(Task goal)
In the records below, begin at the line that has "pub fn test_config()" and stop after the line that has "let mut gate"; quote those lines verbatim and nothing more.

(Stored dataset items)
↓↓↓
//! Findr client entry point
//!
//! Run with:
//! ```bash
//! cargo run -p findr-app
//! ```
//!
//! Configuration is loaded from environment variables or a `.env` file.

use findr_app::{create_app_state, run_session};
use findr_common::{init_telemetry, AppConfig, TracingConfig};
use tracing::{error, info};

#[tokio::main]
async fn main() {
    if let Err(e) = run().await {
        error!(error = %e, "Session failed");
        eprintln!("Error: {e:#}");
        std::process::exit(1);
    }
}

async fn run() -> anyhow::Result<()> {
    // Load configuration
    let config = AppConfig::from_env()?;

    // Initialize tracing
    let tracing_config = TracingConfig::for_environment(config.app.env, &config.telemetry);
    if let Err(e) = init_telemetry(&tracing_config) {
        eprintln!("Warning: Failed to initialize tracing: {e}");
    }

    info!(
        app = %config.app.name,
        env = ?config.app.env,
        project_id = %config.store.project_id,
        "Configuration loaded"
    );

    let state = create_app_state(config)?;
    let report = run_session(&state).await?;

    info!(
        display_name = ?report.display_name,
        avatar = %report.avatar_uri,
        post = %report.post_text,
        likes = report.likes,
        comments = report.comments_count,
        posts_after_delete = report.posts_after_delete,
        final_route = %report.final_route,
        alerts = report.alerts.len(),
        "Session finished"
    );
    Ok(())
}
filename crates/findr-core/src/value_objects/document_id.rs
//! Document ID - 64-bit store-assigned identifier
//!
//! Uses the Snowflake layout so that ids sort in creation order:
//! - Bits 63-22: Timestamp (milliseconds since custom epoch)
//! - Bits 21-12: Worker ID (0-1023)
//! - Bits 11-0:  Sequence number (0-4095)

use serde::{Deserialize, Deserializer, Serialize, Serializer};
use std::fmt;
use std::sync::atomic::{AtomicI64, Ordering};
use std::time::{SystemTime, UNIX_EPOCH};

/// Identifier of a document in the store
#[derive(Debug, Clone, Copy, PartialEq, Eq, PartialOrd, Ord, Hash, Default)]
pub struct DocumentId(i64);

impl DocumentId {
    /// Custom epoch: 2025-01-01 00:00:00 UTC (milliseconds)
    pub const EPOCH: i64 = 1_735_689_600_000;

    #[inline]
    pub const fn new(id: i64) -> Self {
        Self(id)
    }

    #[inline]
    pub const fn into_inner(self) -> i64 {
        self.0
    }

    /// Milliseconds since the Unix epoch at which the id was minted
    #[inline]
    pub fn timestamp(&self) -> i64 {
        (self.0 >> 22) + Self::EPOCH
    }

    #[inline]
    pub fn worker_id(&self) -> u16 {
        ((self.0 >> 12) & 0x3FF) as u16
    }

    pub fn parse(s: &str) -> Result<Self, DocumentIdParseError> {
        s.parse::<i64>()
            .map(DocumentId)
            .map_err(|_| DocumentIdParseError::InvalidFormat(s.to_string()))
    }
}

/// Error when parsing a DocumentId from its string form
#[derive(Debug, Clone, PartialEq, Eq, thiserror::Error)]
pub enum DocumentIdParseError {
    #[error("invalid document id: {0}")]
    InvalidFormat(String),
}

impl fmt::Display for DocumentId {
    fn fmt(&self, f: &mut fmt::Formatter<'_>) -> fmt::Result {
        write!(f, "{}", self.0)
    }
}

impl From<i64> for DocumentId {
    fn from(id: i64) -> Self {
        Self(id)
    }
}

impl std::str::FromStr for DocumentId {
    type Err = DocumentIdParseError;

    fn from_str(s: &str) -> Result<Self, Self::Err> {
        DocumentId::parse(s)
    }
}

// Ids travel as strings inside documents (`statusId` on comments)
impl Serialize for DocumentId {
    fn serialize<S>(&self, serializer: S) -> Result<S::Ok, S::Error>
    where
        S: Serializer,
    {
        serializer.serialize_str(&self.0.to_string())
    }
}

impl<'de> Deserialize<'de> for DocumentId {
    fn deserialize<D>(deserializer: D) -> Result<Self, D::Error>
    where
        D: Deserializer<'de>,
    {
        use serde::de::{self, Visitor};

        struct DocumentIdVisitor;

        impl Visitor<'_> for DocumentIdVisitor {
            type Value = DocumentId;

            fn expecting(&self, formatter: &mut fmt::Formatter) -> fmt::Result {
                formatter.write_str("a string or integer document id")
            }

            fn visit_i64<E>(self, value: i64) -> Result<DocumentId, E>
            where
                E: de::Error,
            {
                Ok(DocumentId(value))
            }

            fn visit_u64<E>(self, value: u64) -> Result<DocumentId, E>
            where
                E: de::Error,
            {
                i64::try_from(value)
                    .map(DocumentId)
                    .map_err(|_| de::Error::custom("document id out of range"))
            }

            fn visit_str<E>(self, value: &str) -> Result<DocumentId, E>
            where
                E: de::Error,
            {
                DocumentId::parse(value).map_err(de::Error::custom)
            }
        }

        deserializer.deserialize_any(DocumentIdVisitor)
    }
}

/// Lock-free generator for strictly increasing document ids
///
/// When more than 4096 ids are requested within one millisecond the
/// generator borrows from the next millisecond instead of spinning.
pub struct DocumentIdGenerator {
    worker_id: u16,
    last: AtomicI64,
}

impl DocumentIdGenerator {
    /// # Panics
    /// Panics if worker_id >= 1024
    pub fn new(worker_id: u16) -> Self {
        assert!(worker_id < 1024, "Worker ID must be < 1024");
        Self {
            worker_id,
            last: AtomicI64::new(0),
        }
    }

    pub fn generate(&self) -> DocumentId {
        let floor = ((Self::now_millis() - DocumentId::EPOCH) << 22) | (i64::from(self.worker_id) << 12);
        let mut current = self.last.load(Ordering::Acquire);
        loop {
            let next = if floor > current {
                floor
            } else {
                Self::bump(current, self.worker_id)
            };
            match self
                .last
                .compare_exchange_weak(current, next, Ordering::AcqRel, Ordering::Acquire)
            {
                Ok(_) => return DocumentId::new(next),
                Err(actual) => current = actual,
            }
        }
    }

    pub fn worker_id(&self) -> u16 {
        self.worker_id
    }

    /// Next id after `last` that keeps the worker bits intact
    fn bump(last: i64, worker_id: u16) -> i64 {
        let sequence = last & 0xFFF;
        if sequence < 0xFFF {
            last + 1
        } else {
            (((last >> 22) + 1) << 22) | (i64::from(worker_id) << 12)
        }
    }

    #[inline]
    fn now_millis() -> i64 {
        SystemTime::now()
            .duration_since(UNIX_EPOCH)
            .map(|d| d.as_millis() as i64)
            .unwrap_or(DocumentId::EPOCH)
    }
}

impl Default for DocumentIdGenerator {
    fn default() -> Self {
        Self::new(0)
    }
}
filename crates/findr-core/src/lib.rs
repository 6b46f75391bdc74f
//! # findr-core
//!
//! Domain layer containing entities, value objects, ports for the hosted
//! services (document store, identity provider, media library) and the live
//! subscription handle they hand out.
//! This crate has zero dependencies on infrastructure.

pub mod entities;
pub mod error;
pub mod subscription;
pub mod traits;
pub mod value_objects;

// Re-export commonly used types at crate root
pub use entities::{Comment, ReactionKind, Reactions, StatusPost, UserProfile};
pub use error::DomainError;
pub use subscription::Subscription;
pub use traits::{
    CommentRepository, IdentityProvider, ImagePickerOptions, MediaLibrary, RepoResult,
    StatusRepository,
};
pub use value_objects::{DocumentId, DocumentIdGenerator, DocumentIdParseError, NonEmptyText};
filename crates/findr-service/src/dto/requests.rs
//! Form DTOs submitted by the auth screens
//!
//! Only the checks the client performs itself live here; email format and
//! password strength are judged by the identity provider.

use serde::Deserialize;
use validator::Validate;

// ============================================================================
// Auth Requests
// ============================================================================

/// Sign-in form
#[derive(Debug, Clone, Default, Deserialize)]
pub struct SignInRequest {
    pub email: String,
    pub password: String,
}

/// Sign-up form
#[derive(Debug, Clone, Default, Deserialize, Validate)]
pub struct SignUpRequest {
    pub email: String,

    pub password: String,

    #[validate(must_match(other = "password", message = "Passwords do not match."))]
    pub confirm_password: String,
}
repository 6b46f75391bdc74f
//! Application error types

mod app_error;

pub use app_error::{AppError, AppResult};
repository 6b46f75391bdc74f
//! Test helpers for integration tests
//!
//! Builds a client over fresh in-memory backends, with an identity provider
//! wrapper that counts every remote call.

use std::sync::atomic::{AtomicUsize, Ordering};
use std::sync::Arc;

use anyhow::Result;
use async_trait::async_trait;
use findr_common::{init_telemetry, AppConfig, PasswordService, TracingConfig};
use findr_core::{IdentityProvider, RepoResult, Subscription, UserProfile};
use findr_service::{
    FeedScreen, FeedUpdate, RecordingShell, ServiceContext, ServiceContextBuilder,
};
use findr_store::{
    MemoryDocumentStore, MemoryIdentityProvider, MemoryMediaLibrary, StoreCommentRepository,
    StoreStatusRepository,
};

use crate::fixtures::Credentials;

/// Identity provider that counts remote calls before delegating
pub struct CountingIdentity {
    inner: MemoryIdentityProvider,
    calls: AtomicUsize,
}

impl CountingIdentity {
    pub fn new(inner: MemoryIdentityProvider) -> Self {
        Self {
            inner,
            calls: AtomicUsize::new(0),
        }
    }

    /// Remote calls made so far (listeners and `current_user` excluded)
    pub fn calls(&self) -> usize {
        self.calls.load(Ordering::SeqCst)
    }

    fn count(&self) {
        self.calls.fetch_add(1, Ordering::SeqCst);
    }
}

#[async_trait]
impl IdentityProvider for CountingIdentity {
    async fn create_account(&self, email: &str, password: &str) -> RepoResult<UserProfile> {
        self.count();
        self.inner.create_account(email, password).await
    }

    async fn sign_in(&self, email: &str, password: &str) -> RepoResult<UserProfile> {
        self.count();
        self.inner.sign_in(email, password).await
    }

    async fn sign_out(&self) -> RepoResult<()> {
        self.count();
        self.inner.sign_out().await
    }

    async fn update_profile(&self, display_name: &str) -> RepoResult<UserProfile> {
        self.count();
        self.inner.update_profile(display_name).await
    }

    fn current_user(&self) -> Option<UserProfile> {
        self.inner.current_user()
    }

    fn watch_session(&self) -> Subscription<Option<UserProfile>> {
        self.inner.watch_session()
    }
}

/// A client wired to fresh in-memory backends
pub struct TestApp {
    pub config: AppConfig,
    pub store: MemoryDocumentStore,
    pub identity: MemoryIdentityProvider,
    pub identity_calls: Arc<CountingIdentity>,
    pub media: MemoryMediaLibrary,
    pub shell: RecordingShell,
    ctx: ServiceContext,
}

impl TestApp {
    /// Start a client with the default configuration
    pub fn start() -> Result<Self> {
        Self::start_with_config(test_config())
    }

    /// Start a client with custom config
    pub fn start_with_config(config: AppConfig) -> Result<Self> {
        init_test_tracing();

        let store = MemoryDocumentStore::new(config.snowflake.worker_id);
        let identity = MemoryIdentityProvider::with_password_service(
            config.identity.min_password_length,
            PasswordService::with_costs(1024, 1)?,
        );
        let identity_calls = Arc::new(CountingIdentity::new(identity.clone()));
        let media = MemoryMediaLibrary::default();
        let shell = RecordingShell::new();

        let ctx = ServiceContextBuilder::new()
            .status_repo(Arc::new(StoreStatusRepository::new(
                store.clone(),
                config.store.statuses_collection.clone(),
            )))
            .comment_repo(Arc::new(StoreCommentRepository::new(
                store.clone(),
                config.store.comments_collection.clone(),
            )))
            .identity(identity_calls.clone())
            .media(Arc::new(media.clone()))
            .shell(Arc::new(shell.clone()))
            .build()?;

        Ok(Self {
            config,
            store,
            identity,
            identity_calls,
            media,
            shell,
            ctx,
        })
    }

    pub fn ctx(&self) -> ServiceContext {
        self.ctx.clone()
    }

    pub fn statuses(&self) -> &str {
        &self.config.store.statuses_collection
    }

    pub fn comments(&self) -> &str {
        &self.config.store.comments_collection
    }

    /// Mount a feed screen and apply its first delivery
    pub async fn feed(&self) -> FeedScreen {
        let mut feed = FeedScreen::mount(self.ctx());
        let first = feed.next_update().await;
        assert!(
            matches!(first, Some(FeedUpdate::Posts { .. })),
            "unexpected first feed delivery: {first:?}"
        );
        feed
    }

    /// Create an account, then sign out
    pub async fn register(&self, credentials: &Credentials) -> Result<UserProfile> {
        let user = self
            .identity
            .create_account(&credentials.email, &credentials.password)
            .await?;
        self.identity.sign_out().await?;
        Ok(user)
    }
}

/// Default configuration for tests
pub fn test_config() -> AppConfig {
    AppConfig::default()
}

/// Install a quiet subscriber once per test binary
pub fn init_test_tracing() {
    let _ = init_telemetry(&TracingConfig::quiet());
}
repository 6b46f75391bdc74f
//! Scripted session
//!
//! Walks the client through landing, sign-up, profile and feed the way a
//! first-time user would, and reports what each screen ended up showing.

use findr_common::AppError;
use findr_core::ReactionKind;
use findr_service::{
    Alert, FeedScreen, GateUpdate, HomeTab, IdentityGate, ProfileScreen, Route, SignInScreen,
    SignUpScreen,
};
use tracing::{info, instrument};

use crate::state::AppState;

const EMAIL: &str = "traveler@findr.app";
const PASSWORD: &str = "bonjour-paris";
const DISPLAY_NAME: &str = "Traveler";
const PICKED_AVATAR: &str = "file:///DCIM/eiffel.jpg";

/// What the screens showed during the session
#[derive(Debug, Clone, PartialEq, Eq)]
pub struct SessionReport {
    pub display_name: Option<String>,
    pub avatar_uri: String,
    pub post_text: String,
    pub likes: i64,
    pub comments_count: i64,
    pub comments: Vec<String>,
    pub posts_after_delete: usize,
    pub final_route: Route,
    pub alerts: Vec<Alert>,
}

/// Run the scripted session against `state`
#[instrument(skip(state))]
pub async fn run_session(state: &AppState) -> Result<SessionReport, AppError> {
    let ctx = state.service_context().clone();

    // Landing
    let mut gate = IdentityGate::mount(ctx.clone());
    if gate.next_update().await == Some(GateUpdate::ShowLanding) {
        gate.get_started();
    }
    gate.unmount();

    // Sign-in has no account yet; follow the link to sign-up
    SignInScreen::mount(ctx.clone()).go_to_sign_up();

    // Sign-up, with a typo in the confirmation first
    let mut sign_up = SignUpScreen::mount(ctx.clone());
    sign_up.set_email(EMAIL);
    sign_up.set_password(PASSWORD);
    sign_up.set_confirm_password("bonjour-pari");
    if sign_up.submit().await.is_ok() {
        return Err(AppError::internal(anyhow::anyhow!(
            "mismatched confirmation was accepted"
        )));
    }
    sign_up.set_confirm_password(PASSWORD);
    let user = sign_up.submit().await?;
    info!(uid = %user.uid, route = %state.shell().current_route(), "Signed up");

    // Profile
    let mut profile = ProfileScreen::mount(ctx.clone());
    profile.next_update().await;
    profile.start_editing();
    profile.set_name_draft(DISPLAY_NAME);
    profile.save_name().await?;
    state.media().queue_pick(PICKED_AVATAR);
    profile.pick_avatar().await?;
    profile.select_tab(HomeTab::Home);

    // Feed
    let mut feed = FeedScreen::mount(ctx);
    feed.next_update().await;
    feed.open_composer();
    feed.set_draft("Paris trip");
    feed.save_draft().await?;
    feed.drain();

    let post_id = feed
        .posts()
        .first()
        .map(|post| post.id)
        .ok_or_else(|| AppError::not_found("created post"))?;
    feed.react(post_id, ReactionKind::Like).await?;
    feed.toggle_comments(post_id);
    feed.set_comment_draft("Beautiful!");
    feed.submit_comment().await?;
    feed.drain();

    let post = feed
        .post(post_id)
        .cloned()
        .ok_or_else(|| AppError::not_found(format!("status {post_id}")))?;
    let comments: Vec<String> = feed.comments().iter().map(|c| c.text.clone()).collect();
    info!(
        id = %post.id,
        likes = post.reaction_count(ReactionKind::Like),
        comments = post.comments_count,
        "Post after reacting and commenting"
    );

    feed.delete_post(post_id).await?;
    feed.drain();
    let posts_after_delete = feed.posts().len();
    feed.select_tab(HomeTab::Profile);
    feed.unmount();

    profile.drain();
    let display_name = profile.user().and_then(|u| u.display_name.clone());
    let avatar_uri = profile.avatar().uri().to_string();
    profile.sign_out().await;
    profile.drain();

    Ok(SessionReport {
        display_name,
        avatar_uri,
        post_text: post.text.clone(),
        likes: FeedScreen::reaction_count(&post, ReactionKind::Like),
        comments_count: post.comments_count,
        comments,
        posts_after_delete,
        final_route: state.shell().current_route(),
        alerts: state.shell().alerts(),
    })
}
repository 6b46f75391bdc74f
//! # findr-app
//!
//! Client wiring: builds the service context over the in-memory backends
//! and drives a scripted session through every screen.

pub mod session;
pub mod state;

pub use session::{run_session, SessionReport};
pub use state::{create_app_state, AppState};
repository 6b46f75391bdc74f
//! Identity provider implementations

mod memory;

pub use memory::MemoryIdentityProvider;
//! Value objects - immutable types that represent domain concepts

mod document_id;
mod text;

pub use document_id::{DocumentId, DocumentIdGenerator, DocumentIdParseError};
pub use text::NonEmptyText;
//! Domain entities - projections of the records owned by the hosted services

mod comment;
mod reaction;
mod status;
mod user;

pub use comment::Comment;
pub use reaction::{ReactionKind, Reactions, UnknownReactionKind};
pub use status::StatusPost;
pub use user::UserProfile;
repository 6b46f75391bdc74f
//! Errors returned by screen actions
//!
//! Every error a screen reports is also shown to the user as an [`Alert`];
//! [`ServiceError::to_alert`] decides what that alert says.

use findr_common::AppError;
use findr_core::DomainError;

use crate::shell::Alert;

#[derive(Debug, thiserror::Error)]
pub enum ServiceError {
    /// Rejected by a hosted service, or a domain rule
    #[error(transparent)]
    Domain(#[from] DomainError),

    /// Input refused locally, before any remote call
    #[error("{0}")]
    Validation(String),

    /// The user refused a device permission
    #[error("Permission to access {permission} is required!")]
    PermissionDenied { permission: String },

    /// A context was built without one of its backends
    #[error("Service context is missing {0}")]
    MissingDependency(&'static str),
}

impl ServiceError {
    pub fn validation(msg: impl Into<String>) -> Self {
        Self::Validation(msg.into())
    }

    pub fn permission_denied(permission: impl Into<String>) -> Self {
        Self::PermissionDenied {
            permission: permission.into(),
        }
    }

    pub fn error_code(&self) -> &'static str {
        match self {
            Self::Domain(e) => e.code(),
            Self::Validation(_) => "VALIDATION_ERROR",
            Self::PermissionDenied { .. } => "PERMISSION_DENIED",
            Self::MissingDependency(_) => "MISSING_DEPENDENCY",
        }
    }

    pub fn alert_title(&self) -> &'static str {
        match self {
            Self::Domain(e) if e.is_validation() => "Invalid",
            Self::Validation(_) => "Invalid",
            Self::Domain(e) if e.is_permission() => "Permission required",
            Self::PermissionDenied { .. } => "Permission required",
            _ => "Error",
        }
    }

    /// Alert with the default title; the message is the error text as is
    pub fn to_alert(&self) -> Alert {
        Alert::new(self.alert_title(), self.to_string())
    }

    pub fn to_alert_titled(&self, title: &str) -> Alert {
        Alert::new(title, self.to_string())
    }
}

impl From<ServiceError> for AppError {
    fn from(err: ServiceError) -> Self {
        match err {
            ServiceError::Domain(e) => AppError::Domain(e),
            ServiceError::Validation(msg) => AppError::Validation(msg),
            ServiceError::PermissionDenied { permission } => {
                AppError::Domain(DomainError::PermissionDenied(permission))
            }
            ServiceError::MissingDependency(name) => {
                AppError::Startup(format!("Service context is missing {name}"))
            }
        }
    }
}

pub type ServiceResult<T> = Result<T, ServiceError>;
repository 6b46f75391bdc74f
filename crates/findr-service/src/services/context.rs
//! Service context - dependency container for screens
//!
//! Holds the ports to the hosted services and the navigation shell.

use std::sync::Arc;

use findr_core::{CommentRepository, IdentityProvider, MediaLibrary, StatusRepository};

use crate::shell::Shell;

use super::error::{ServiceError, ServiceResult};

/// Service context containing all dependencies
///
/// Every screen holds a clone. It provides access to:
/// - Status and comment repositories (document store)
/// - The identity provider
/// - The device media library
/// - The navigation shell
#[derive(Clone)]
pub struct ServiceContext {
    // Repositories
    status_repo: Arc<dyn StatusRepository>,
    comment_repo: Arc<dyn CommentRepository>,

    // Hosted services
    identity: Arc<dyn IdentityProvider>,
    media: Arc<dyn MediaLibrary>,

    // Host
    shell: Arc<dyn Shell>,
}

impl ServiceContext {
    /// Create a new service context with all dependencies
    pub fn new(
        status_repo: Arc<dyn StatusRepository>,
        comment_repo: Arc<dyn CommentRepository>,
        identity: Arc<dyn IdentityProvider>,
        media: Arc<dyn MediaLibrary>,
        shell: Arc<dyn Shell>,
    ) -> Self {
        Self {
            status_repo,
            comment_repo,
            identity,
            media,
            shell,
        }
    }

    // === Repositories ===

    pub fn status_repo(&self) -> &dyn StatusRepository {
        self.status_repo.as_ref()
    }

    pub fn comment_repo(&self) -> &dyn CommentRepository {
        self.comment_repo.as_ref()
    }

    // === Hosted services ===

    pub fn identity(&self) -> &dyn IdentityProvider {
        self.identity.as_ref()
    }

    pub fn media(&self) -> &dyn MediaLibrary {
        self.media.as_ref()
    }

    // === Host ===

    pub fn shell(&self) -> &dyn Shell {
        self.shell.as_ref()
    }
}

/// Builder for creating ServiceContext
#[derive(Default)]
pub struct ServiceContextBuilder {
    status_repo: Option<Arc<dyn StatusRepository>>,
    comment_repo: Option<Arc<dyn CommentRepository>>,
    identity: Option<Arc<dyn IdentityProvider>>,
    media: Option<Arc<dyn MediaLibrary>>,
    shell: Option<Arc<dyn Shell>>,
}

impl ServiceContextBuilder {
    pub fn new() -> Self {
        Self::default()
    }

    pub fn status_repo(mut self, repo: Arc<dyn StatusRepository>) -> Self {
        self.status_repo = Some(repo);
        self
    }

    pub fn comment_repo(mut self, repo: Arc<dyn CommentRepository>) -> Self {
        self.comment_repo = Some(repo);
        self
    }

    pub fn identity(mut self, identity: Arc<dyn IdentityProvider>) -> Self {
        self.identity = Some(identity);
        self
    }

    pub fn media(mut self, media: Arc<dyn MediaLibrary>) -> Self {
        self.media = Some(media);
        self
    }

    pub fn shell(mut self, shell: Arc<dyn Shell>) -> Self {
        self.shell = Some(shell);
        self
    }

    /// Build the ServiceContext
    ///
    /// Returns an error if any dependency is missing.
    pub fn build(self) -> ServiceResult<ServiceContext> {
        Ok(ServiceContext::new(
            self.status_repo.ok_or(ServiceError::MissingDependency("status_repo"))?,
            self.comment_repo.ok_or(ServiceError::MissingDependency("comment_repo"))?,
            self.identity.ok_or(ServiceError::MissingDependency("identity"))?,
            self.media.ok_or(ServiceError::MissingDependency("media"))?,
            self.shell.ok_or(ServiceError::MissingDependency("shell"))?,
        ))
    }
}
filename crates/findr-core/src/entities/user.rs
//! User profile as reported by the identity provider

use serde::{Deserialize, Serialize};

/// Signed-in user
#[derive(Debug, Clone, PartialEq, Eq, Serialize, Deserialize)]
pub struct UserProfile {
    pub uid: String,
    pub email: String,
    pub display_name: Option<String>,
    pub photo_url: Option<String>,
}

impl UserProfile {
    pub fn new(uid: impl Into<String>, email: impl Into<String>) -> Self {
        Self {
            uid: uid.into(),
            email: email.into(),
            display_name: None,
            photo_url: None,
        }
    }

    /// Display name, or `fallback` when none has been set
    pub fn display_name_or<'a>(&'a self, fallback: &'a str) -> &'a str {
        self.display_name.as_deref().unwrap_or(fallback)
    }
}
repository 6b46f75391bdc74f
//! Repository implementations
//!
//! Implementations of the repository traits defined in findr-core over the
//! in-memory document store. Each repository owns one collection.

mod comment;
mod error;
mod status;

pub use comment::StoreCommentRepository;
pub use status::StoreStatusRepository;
↑↑↑
(Task output)
pub fn test_config() -> AppConfig {
    AppConfig::default()
}

/// Install a quiet subscriber once per test binary
pub fn init_test_tracing() {
    let _ = init_telemetry(&TracingConfig::quiet());
}
repository 6b46f75391bdc74f
//! Scripted session
//!
//! Walks the client through landing, sign-up, profile and feed the way a
//! first-time user would, and reports what each screen ended up showing.

use findr_common::AppError;
use findr_core::ReactionKind;
use findr_service::{
    Alert, FeedScreen, GateUpdate, HomeTab, IdentityGate, ProfileScreen, Route, SignInScreen,
    SignUpScreen,
};
use tracing::{info, instrument};

use crate::state::AppState;

const EMAIL: &str = "traveler@findr.app";
const PASSWORD: &str = "bonjour-paris";
const DISPLAY_NAME: &str = "Traveler";
const PICKED_AVATAR: &str = "file:///DCIM/eiffel.jpg";

/// What the screens showed during the session
#[derive(Debug, Clone, PartialEq, Eq)]
pub struct SessionReport {
    pub display_name: Option<String>,
    pub avatar_uri: String,
    pub post_text: String,
    pub likes: i64,
    pub comments_count: i64,
    pub comments: Vec<String>,
    pub posts_after_delete: usize,
    pub final_route: Route,
    pub alerts: Vec<Alert>,
}

/// Run the scripted session against `state`
#[instrument(skip(state))]
pub async fn run_session(state: &AppState) -> Result<SessionReport, AppError> {
    let ctx = state.service_context().clone();

    // Landing
    let mut gate = IdentityGate::mount(ctx.clone());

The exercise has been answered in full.